*** Data shown

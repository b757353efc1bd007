mod error;
pub mod models;
mod server;
pub mod services;
pub mod settings;
pub mod state;

pub use error::ApiError;
pub use server::{router, run};
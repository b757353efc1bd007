pub mod api;
pub mod config;
pub mod queue;
pub mod store;
pub mod task;
pub mod worker;
//! Configuration management.
//!
//! Layered configuration: struct defaults, then a TOML file
//! (`config/tunedl.toml`, overridable via `TUNEDL_CONFIG`), then environment
//! variables with the pattern `TUNEDL__<SECTION>__<KEY>`, e.g.
//! `TUNEDL__SERVER__BIND_ADDR=0.0.0.0:9000` or
//! `TUNEDL__DOWNLOADER__COOKIES_PATH=/config/cookies.txt`.

mod models;
mod sources;

pub use models::{Config, DownloaderConfig, ServerConfig, StoreConfig};

use thiserror::Error;

#[derive(Debug, Error)]
pub enum ConfigError {
    #[error("Failed to load configuration: {0}")]
    LoadError(#[from] config::ConfigError),

    #[error("Configuration invalid: {0}")]
    Invalid(String),
}

impl Config {
    /// Load configuration from all sources (file + environment)
    pub fn load() -> Result<Self, ConfigError> {
        let config = sources::load()?;
        validate(&config)?;
        Ok(config)
    }

    /// Load configuration from a specific path
    ///
    /// Useful for testing with custom configuration files.
    pub fn load_from_path(path: std::path::PathBuf) -> Result<Self, ConfigError> {
        let config = sources::load_from_sources(path)?;
        validate(&config)?;
        Ok(config)
    }
}

fn validate(config: &Config) -> Result<(), ConfigError> {
    if config.downloader.languages.is_empty() {
        return Err(ConfigError::Invalid(
            "downloader.languages must list at least one language".to_string(),
        ));
    }
    if config.downloader.command.trim().is_empty() {
        return Err(ConfigError::Invalid(
            "downloader.command must not be empty".to_string(),
        ));
    }
    Ok(())
}
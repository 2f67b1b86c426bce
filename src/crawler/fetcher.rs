//! HTTP fetcher implementation
//!
//! This module handles all HTTP requests for the crawler:
//! - Building the HTTP client with the configured user agent and timeouts
//! - GET requests carrying the target's referer
//! - Transparent gzip/brotli decoding
//! - Error classification (transport, bad status, undecodable body)

use crate::config::CrawlerConfig;
use async_trait::async_trait;
use reqwest::header::{HeaderMap, HeaderValue, ACCEPT, ACCEPT_LANGUAGE, REFERER};
use reqwest::Client;
use std::time::Duration;
use thiserror::Error;

/// Reasons a single fetch can fail
#[derive(Debug, Error)]
pub enum FetchError {
    #[error("request to {url} failed: {source}")]
    Transport {
        url: String,
        #[source]
        source: reqwest::Error,
    },

    #[error("{url} answered with HTTP {status}")]
    BadStatus { url: String, status: u16 },

    #[error("failed to decode body of {url}: {source}")]
    Decode {
        url: String,
        #[source]
        source: reqwest::Error,
    },
}

/// Source of page bodies
///
/// The scheduler only relies on this capability, which keeps it independent of
/// the HTTP stack and lets tests substitute scripted fetchers.
#[async_trait]
pub trait PageFetcher: Send + Sync {
    /// Fetches `url`, sending `referer`, and returns the decoded page body
    async fn fetch(&self, url: &str, referer: &str) -> Result<String, FetchError>;
}

/// Builds an HTTP client with proper configuration
///
/// # Example
///
/// ```no_run
/// use blocked_domains::config::CrawlerConfig;
/// use blocked_domains::crawler::build_http_client;
///
/// let client = build_http_client(&CrawlerConfig::default()).unwrap();
/// ```
pub fn build_http_client(config: &CrawlerConfig) -> Result<Client, reqwest::Error> {
    let mut headers = HeaderMap::new();
    headers.insert(
        ACCEPT,
        HeaderValue::from_static("text/html,application/xhtml+xml,application/xml;q=0.9"),
    );
    headers.insert(
        ACCEPT_LANGUAGE,
        HeaderValue::from_static("zh-CN,zh;q=0.9,en;q=0.8"),
    );

    Client::builder()
        .user_agent(config.user_agent.as_str())
        .default_headers(headers)
        .timeout(Duration::from_secs(config.request_timeout_secs))
        .connect_timeout(Duration::from_secs(10))
        .gzip(true)
        .brotli(true)
        .build()
}

/// `PageFetcher` backed by a reqwest client
#[derive(Debug, Clone)]
pub struct HttpFetcher {
    client: Client,
}

impl HttpFetcher {
    /// Wraps an already configured client
    pub fn new(client: Client) -> Self {
        Self { client }
    }

    /// Builds the client from crawler configuration
    pub fn from_config(config: &CrawlerConfig) -> Result<Self, reqwest::Error> {
        Ok(Self::new(build_http_client(config)?))
    }
}

#[async_trait]
impl PageFetcher for HttpFetcher {
    async fn fetch(&self, url: &str, referer: &str) -> Result<String, FetchError> {
        let response = self
            .client
            .get(url)
            .header(REFERER, referer)
            .send()
            .await
            .map_err(|source| FetchError::Transport {
                url: url.to_string(),
                source,
            })?;

        let status = response.status();
        if !status.is_success() {
            return Err(FetchError::BadStatus {
                url: url.to_string(),
                status: status.as_u16(),
            });
        }

        response.text().await.map_err(|source| FetchError::Decode {
            url: url.to_string(),
            source,
        })
    }
}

******

Print only these lines, exactly: the one containing "pub fn new(client: Client)" and all after it to the end of the entries.

    pub fn new(client: Client) -> Self {
        Self { client }
    }

    /// Builds the client from crawler configuration
    pub fn from_config(config: &CrawlerConfig) -> Result<Self, reqwest::Error> {
        Ok(Self::new(build_http_client(config)?))
    }
}

#[async_trait]
impl PageFetcher for HttpFetcher {
    async fn fetch(&self, url: &str, referer: &str) -> Result<String, FetchError> {
        let response = self
            .client
            .get(url)
            .header(REFERER, referer)
            .send()
            .await
            .map_err(|source| FetchError::Transport {
                url: url.to_string(),
                source,
            })?;

        let status = response.status();
        if !status.is_success() {
            return Err(FetchError::BadStatus {
                url: url.to_string(),
                status: status.as_u16(),
            });
        }

        response.text().await.map_err(|source| FetchError::Decode {
            url: url.to_string(),
            source,
        })
    }
}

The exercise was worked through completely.